Another major issue with the programme is that many eligible countries are not fully utilising it. As part of its 2015 reauthorisation, Congress required participating countries to develop and publish AGOA utilisation strategies to maximise its benefits. However, only 19 of 32 eligible nations have done so.

Will the programme be renewed?

Still, Schneidman points out that the administration hasn’t yet said anything substantial about the future of AGOA. “It’s instructive that Trump’s threat against South Africa revolved around aid, not tariffs. I draw that distinction,” he says.

Indeed, Trump has backed programmes that improve US business access to African markets; in 2018 he launched the Development Finance Corporation, a development bank with a lending capacity of $60bn to invest in emerging markets.

But Ndhlovu believes that “the chances are he [Trump] is very against AGOA. Based on how he has treated other trade agreements in the past, like NAFTA [the North American Free Trade Agreement] for example, AGOA is likely to get some serious scrutiny or an overhaul… Trump prefers more transactional, bilateral agreements. ‘We want this from you, and in return we’ll give you something’,” Ndhlovu adds.

A new partnership around the AfCFTA?

For the first time, AGOA’s renewal is also being considered in light of the developing African Continental Free Trade Area (AfCFTA), the landmark trade agreement aiming to unify African markets and boost intra-African trade. Some analysts argue that Washington should shift its focus from AGOA towards building a new partnership centred around AfCFTA.

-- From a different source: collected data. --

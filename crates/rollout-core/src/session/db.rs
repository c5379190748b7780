//! Rollout session journal backed by redb.
//!
//! # Table design
//!
//! A single `SESSIONS` table uses a 24-byte composite key:
//! ```text
//! [ started_at_ms: u64 big-endian (8 bytes) | uuid: 16 bytes ]
//! ```
//!
//! Byte ordering equals start-time ordering, so a plain iteration yields
//! sessions oldest first. Both parts of the key are fixed when a session is
//! opened, which makes every write an upsert of the same key.

use std::fmt::Display;
use std::path::Path;
use std::time::Duration;

use chrono::{DateTime, Utc};
use redb::{Database, DatabaseError, ReadableTable, TableDefinition};
use uuid::Uuid;

use crate::error::{Result, RolloutError};
use crate::events::{RolloutEvent, RolloutObserver};
use crate::types::{RolloutOutcome, ServiceRef};

use super::model::RolloutSession;

// ---------------------------------------------------------------------------
// Table definition
// ---------------------------------------------------------------------------

/// Key: 24-byte composite (started_at_ms big-endian ++ uuid bytes)
/// Value: JSON-encoded RolloutSession
const SESSIONS: TableDefinition<&[u8], &[u8]> = TableDefinition::new("sessions");

fn session_key(ts: DateTime<Utc>, id: Uuid) -> [u8; 24] {
    let mut key = [0u8; 24];
    let ms = ts.timestamp_millis().max(0) as u64;
    key[..8].copy_from_slice(&ms.to_be_bytes());
    key[8..].copy_from_slice(id.as_bytes());
    key
}

fn db_err(e: impl Display) -> RolloutError {
    RolloutError::SessionDb(e.to_string())
}

// ---------------------------------------------------------------------------
// SessionDb
// ---------------------------------------------------------------------------

/// Persistent journal of `RolloutSession` records.
pub struct SessionDb {
    db: Database,
}

impl SessionDb {
    /// Open or create the journal at `path`.
    ///
    /// redb holds an exclusive file lock for as long as the database is open,
    /// so a journal held by another process is `JournalBusy`.
    pub fn open(path: &Path) -> Result<Self> {
        if let Some(parent) = path.parent() {
            std::fs::create_dir_all(parent)?;
        }
        let db = match Database::create(path) {
            Ok(db) => db,
            Err(DatabaseError::DatabaseAlreadyOpen) => {
                return Err(RolloutError::JournalBusy(path.display().to_string()))
            }
            Err(e) => return Err(db_err(e)),
        };
        // Ensure the table exists before any reads
        let wt = db.begin_write().map_err(db_err)?;
        wt.open_table(SESSIONS).map_err(db_err)?;
        wt.commit().map_err(db_err)?;
        Ok(Self { db })
    }

    /// Insert `session`, replacing any earlier snapshot of it.
    pub fn upsert(&self, session: &RolloutSession) -> Result<()> {
        let key = session_key(session.started_at, session.id);
        let value = serde_json::to_vec(session)?;
        let wt = self.db.begin_write().map_err(db_err)?;
        {
            let mut table = wt.open_table(SESSIONS).map_err(db_err)?;
            table
                .insert(key.as_slice(), value.as_slice())
                .map_err(db_err)?;
        }
        wt.commit().map_err(db_err)?;
        Ok(())
    }

    pub fn get(&self, id: Uuid) -> Result<Option<RolloutSession>> {
        Ok(self.list_all()?.into_iter().find(|s| s.id == id))
    }

    /// All sessions, newest first.
    pub fn list_all(&self) -> Result<Vec<RolloutSession>> {
        let rt = self.db.begin_read().map_err(db_err)?;
        let table = rt.open_table(SESSIONS).map_err(db_err)?;

        let mut result = Vec::new();
        for entry in table.iter().map_err(db_err)? {
            let (_, v) = entry.map_err(db_err)?;
            let session: RolloutSession = serde_json::from_slice(v.value())?;
            result.push(session);
        }
        // key order is oldest first
        result.reverse();
        Ok(result)
    }

    /// Sessions for one service, newest first.
    pub fn list_for_service(&self, service: &ServiceRef) -> Result<Vec<RolloutSession>> {
        Ok(self
            .list_all()?
            .into_iter()
            .filter(|s| &s.service == service)
            .collect())
    }

    pub fn latest_for_service(&self, service: &ServiceRef) -> Result<Option<RolloutSession>> {
        Ok(self.list_for_service(service)?.into_iter().next())
    }

    /// The newest session for `service` still in `Pending`, if any.
    pub fn pending_for_service(&self, service: &ServiceRef) -> Result<Option<RolloutSession>> {
        Ok(self
            .list_for_service(service)?
            .into_iter()
            .find(|s| s.outcome == RolloutOutcome::Pending))
    }

    /// Mark every `Pending` session not touched within `max_age` as `Failed`.
    ///
    /// Such sessions belong to a process that exited mid-rollout. Returns the
    /// number of sessions recovered.
    pub fn startup_recovery(&self, max_age: Duration) -> Result<u32> {
        let cutoff = Utc::now() - chrono::Duration::from_std(max_age).map_err(db_err)?;

        let mut count = 0u32;
        for mut session in self.list_all()? {
            if session.outcome == RolloutOutcome::Pending && session.updated_at < cutoff {
                session.record(
                    RolloutOutcome::Failed,
                    Some("abandoned: process exited before the rollout finished".into()),
                )?;
                self.upsert(&session)?;
                count += 1;
            }
        }
        if count > 0 {
            tracing::warn!(count, "recovered abandoned rollout sessions");
        }
        Ok(count)
    }
}

// ---------------------------------------------------------------------------
// Journal observer
// ---------------------------------------------------------------------------

impl RolloutObserver for SessionDb {
    fn on_event(&self, event: &RolloutEvent) {
        let Some(session) = event.session() else {
            return;
        };
        if let Err(e) = self.upsert(session) {
            tracing::error!(session = %session.id, error = %e, "failed to journal rollout session");
        }
    }
}

// ---------------------------------------------------------------------------
// Tests
// ---------------------------------------------------------------------------

#[cfg(test)]
mod tests {
    use super::*;
    use crate::types::SpecId;
    use chrono::Duration as CDur;
    use tempfile::TempDir;

    fn open_tmp() -> (TempDir, SessionDb) {
        let dir = TempDir::new().unwrap();
        let db = SessionDb::open(&dir.path().join("sessions.db")).unwrap();
        (dir, db)
    }

    fn session(service: &str, started_at: DateTime<Utc>) -> RolloutSession {
        let mut s = RolloutSession::open(
            Uuid::new_v4(),
            ServiceRef::new("prod", service),
            SpecId::new(format!("{service}:1")),
            SpecId::new(format!("{service}:2")),
            vec![],
            Duration::from_secs(600),
        );
        s.started_at = started_at;
        s.updated_at = started_at;
        s
    }

    #[test]
    fn upsert_replaces_the_same_session() {
        let (_dir, db) = open_tmp();
        let mut s = session("api", Utc::now());
        db.upsert(&s).unwrap();
        s.record(RolloutOutcome::Stable, None).unwrap();
        db.upsert(&s).unwrap();

        let all = db.list_all().unwrap();
        assert_eq!(all.len(), 1);
        assert_eq!(all[0].outcome, RolloutOutcome::Stable);
        assert_eq!(db.get(s.id).unwrap().unwrap().outcome, RolloutOutcome::Stable);
    }

    #[test]
    fn list_all_is_newest_first() {
        let (_dir, db) = open_tmp();
        let now = Utc::now();
        let older = session("api", now - CDur::minutes(5));
        let newer = session("api", now);
        // insert out of order
        db.upsert(&newer).unwrap();
        db.upsert(&older).unwrap();

        let all = db.list_all().unwrap();
        assert_eq!(all[0].id, newer.id);
        assert_eq!(all[1].id, older.id);
    }

    #[test]
    fn latest_for_service_ignores_other_services() {
        let (_dir, db) = open_tmp();
        let now = Utc::now();
        let api = session("api", now - CDur::minutes(1));
        let worker = session("worker", now);
        db.upsert(&api).unwrap();
        db.upsert(&worker).unwrap();

        let latest = db
            .latest_for_service(&ServiceRef::new("prod", "api"))
            .unwrap()
            .unwrap();
        assert_eq!(latest.id, api.id);
        assert!(db
            .latest_for_service(&ServiceRef::new("prod", "billing"))
            .unwrap()
            .is_none());
    }

    #[test]
    fn second_open_of_a_held_journal_is_busy() {
        let dir = TempDir::new().unwrap();
        let path = dir.path().join("sessions.db");
        let held = SessionDb::open(&path).unwrap();

        let err = SessionDb::open(&path).err().unwrap();
        assert!(matches!(err, RolloutError::JournalBusy(p) if p.ends_with("sessions.db")));

        drop(held);
        assert!(SessionDb::open(&path).is_ok());
    }

    #[test]
    fn pending_for_service_skips_finished_sessions() {
        let (_dir, db) = open_tmp();
        let now = Utc::now();
        let running = session("api", now - CDur::minutes(2));
        let mut finished = session("api", now);
        finished.record(RolloutOutcome::Stable, None).unwrap();
        db.upsert(&running).unwrap();
        db.upsert(&finished).unwrap();

        let api = ServiceRef::new("prod", "api");
        assert_eq!(db.pending_for_service(&api).unwrap().unwrap().id, running.id);
        assert!(db
            .pending_for_service(&ServiceRef::new("prod", "worker"))
            .unwrap()
            .is_none());
    }

    #[test]
    fn startup_recovery_fails_stale_pending_sessions_only() {
        let (_dir, db) = open_tmp();
        let stale = session("api", Utc::now() - CDur::minutes(30));
        let fresh = session("worker", Utc::now() - CDur::seconds(5));
        let mut done = session("billing", Utc::now() - CDur::minutes(30));
        done.record(RolloutOutcome::Stable, None).unwrap();
        done.updated_at = Utc::now() - CDur::minutes(30);
        for s in [&stale, &fresh, &done] {
            db.upsert(s).unwrap();
        }

        let recovered = db.startup_recovery(Duration::from_secs(900)).unwrap();
        assert_eq!(recovered, 1);

        let stale = db.get(stale.id).unwrap().unwrap();
        assert_eq!(stale.outcome, RolloutOutcome::Failed);
        assert!(stale.reason.unwrap().contains("abandoned"));
        assert_eq!(
            db.get(fresh.id).unwrap().unwrap().outcome,
            RolloutOutcome::Pending
        );
        assert_eq!(
            db.get(done.id).unwrap().unwrap().outcome,
            RolloutOutcome::Stable
        );
    }

    #[test]
    fn startup_recovery_on_empty_db_returns_zero() {
        let (_dir, db) = open_tmp();
        assert_eq!(db.startup_recovery(Duration::from_secs(60)).unwrap(), 0);
    }

    #[test]
    fn journal_observer_persists_event_sessions() {
        let (_dir, db) = open_tmp();
        let s = session("api", Utc::now());
        db.on_event(&RolloutEvent::RolloutStarted { session: s.clone() });
        assert_eq!(db.get(s.id).unwrap().unwrap(), s);
    }
}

David Luke, professor in practice and strategic director at the Firoz Lalji Institute for Africa at the London School of Economics, says that while the focus is on Trump’s decisions, Africa retains leverage when it comes to relations with Washington DC.

“I don’t think it’s a one-way street. If South Africa is thrown out, I would expect there would be some reaction from the African side. There are a few leaders already talking about exercising the leverage that they have.”

One crucial lever that African countries could exploit is the continent’s reserves of critical minerals, crucial for the green transition, that lie beneath their soil. In December last year, US President Joe Biden announced more than $560m of new funding for the Lobito Corridor transport infrastructure project during his state visit to Angola. The Corridor will facilitate the global export of copper, cobalt and other critical minerals.

While AGOA may pass into history, it is clear that the US administration cannot simply afford to ignore Africa. Luke says that whether AGOA survives or is replaced by other trade arrangements, solidarity between African nations ought to lead to a better bargaining position with Trump.

“I just hope the African countries can find solidarity among themselves to withstand this situation. They cannot go their individual ways. They need to speak with one voice and coordinate better.”